The above cases refer to past medical services, and the evidence necessary before they may be submitted to the jury as elements of damage. The evidence with reference to medical services expected to be necessary, furnishes no data whatever upon which to base any compensation to the plaintiff.
As was said in Page v. President etc. Co., 34 App. Div. 618, 54 N. Y. Supp. 442:
“True, for such services it could not be fixed with the accuracy that it could for those already rendered; but some proof, at least, might have been given by the expert witnesses who testified as to the permanent character of the injury, not only whether medical services would thereafter be needed, but also as to their character, and their probable duration and value. . . .

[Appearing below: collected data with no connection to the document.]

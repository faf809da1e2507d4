use std::collections::HashMap;

use axum::{Extension, Json, extract::State};
use rust_decimal::Decimal;
use serde_json::json;

use crate::{
    AppState,
    error::{AppError, Result},
    models::{CartItem, Order, OrderLine, PaymentRequest, PaymentResponse},
    queries::{order_queries, product_queries},
    services::braintree_service,
    utils::{extractors::extract_user_id, jwt::Claims},
};

pub async fn get_token(State(state): State<AppState>) -> Result<Json<serde_json::Value>> {
    let token = braintree_service::generate_client_token(&state.braintree).await?;

    Ok(Json(json!({ "client_token": token })))
}

/// Checkout: price the cart from the catalog, charge the nonce, persist the
/// order only after the gateway accepts. A decline leaves no trace.
pub async fn process_payment(
    State(state): State<AppState>,
    Extension(claims): Extension<Claims>,
    Json(payload): Json<PaymentRequest>,
) -> Result<Json<PaymentResponse>> {
    let user_id = extract_user_id(&claims)?;

    validate_cart(&payload.cart)?;

    // A retried request with the same key acknowledges the already-persisted
    // order instead of charging twice.
    if let Some(ref key) = payload.idempotency_key {
        let existing = order_queries::find_by_idempotency_key(&state.db, user_id, key).await?;
        if let Some(existing) = existing {
            tracing::info!("Duplicate checkout for order {} suppressed", existing.id);
            return Ok(Json(PaymentResponse {
                ok: true,
                order_id: existing.id,
            }));
        }
    }

    let lines = price_cart(&state, &payload.cart).await?;
    let total = order_total(&lines);

    let receipt = braintree_service::submit_sale(&state.braintree, &payload.nonce, total).await?;

    let products = serde_json::to_value(&lines)
        .map_err(|e| AppError::InternalError(format!("Failed to serialize cart: {}", e)))?;

    let order = order_queries::create_order(
        &state.db,
        user_id,
        &products,
        &receipt,
        payload.idempotency_key.as_deref(),
    )
    .await?;

    tracing::info!(
        "Order {} created for user {} (total {})",
        order.id,
        user_id,
        total
    );

    Ok(Json(PaymentResponse {
        ok: true,
        order_id: order.id,
    }))
}

pub async fn get_orders(
    State(state): State<AppState>,
    Extension(claims): Extension<Claims>,
) -> Result<Json<Vec<Order>>> {
    let user_id = extract_user_id(&claims)?;
    let orders = order_queries::get_user_orders(&state.db, user_id).await?;

    Ok(Json(orders))
}

fn validate_cart(cart: &[CartItem]) -> Result<()> {
    if cart.is_empty() {
        return Err(AppError::BadRequest("Cart is empty".to_string()));
    }

    for item in cart {
        if item.quantity <= 0 {
            return Err(AppError::BadRequest(format!(
                "Invalid quantity for product {}",
                item.product_id
            )));
        }
    }

    Ok(())
}

/// Unit prices come from the catalog, not the client.
async fn price_cart(state: &AppState, cart: &[CartItem]) -> Result<Vec<OrderLine>> {
    let ids: Vec<i32> = cart.iter().map(|item| item.product_id).collect();
    let products = product_queries::find_summaries_by_ids(&state.db, &ids).await?;

    let by_id: HashMap<i32, _> = products.into_iter().map(|p| (p.id, p)).collect();

    cart.iter()
        .map(|item| {
            let product = by_id.get(&item.product_id).ok_or_else(|| {
                AppError::NotFound(format!("Product {} not found", item.product_id))
            })?;

            Ok(OrderLine {
                product_id: product.id,
                title: product.title.clone(),
                unit_price: product.price,
                quantity: item.quantity,
            })
        })
        .collect()
}

fn order_total(lines: &[OrderLine]) -> Decimal {
    lines
        .iter()
        .map(|line| line.unit_price * Decimal::from(line.quantity))
        .sum::<Decimal>()
        .round_dp(2)
}

#[cfg(test)]
mod tests {
    use super::*;

    fn line(unit_price: &str, quantity: i32) -> OrderLine {
        OrderLine {
            product_id: 1,
            title: "book".to_string(),
            unit_price: unit_price.parse().unwrap(),
            quantity,
        }
    }

    #[test]
    fn test_total_is_sum_of_price_times_quantity() {
        let lines = vec![line("12.99", 2), line("4.50", 1)];
        assert_eq!(order_total(&lines), "30.48".parse::<Decimal>().unwrap());
    }

    #[test]
    fn test_total_rounds_to_two_decimals() {
        // 3.333 * 3 = 9.999 -> 10.00
        let lines = vec![line("3.333", 3)];
        assert_eq!(order_total(&lines), Decimal::new(1000, 2));
    }

    #[test]
    fn test_total_of_single_line() {
        let lines = vec![line("7.25", 4)];
        assert_eq!(order_total(&lines), "29.00".parse::<Decimal>().unwrap());
    }

    #[test]
    fn test_empty_cart_rejected() {
        let err = validate_cart(&[]).unwrap_err();
        assert!(err.to_string().contains("Cart is empty"));
    }

    #[test]
    fn test_non_positive_quantity_rejected() {
        let cart = vec![
            CartItem {
                product_id: 7,
                quantity: 0,
            },
        ];
        let err = validate_cart(&cart).unwrap_err();
        assert!(err.to_string().contains("product 7"));

        let cart = vec![
            CartItem {
                product_id: 7,
                quantity: -2,
            },
        ];
        assert!(validate_cart(&cart).is_err());
    }

    #[test]
    fn test_valid_cart_accepted() {
        let cart = vec![
            CartItem {
                product_id: 1,
                quantity: 2,
            },
            CartItem {
                product_id: 2,
                quantity: 1,
            },
        ];
        assert!(validate_cart(&cart).is_ok());
    }
}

*559“Any attempt to fix the amount of the expenses so liable to be incurred would be the purest guesswork. For that reason the case was not one in which a jury could lawfully estimate and allow compensation for such ‘prospective future expense,’ and the instruction that they might do so was error.”
It is not possible for anyone to say what amount the jury may have allowed the plaintiff for past and future medical and surgical aid. They were told, however, that they might consider these as elements in making up the plaintiff’s damages, and, since there was no evidence that the plaintiff had expended or contracted to expend anything, or that there was a probability that he would in the future have to do so on that account, whatever was included in the verdict for medical treatment must of necessity have been arrived at by mere guess.
The plaintiff stated his cause of action in two counts: One under the liability law and one under the common law. Defendant complains that the court erred in not requiring plaintiff to elect upon which cause of action he would proceed before the trial was begun, and in permitting the plaintiff to read both causes of action to the jury. It does not appear that the defendant was or might have been prejudiced by this action of the court.
The defendant’s answer raised other questions, but they were all, except the ones we have considered, abandoned on appeal. The only propositions presented to this court for determination are the ones that we have gone into.
For the error committed in giving these instructions, we find it necessary to reverse the case, with directions that the defendant be granted a new trial.